**Assignment:**
Every entry in the listing below has to be transcribed exactly.

**Data provided:**
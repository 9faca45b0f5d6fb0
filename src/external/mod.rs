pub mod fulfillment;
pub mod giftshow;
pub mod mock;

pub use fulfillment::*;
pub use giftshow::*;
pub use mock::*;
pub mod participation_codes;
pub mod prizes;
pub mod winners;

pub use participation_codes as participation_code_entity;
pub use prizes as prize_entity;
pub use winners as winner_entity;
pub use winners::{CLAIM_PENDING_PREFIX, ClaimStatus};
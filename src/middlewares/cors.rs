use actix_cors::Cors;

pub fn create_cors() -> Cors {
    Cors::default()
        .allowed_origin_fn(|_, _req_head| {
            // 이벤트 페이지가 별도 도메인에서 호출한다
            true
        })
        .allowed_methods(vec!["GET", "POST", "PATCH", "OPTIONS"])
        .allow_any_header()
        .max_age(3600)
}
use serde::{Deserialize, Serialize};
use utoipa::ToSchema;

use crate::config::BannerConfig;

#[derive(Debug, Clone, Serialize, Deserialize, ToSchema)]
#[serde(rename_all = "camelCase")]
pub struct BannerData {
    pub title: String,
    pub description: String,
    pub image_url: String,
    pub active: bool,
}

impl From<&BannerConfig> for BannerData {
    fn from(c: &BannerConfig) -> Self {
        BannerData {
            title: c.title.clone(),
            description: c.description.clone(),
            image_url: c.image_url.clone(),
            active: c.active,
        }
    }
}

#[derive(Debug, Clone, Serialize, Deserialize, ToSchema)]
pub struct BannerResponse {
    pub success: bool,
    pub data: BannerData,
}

**Output for this exercise:**
repository 9faca45b0f5d6fb0
filename src/external/mod.rs
pub mod fulfillment;
pub mod giftshow;
pub mod mock;

pub use fulfillment::*;
pub use giftshow::*;
pub use mock::*;
pub mod participation_codes;
pub mod prizes;
pub mod winners;

pub use participation_codes as participation_code_entity;
pub use prizes as prize_entity;
pub use winners as winner_entity;
pub use winners::{CLAIM_PENDING_PREFIX, ClaimStatus};
filename src/middlewares/cors.rs
use actix_cors::Cors;

pub fn create_cors() -> Cors {
    Cors::default()
        .allowed_origin_fn(|_, _req_head| {
            // 이벤트 페이지가 별도 도메인에서 호출한다
            true
        })
        .allowed_methods(vec!["GET", "POST", "PATCH", "OPTIONS"])
        .allow_any_header()
        .max_age(3600)
}
use serde::{Deserialize, Serialize};
use utoipa::ToSchema;

use crate::config::BannerConfig;

#[derive(Debug, Clone, Serialize, Deserialize, ToSchema)]
#[serde(rename_all = "camelCase")]
pub struct BannerData {
    pub title: String,
    pub description: String,
    pub image_url: String,
    pub active: bool,
}

impl From<&BannerConfig> for BannerData {
    fn from(c: &BannerConfig) -> Self {
        BannerData {
            title: c.title.clone(),
            description: c.description.clone(),
            image_url: c.image_url.clone(),
            active: c.active,
        }
    }
}

#[derive(Debug, Clone, Serialize, Deserialize, ToSchema)]
pub struct BannerResponse {
    pub success: bool,
    pub data: BannerData,
}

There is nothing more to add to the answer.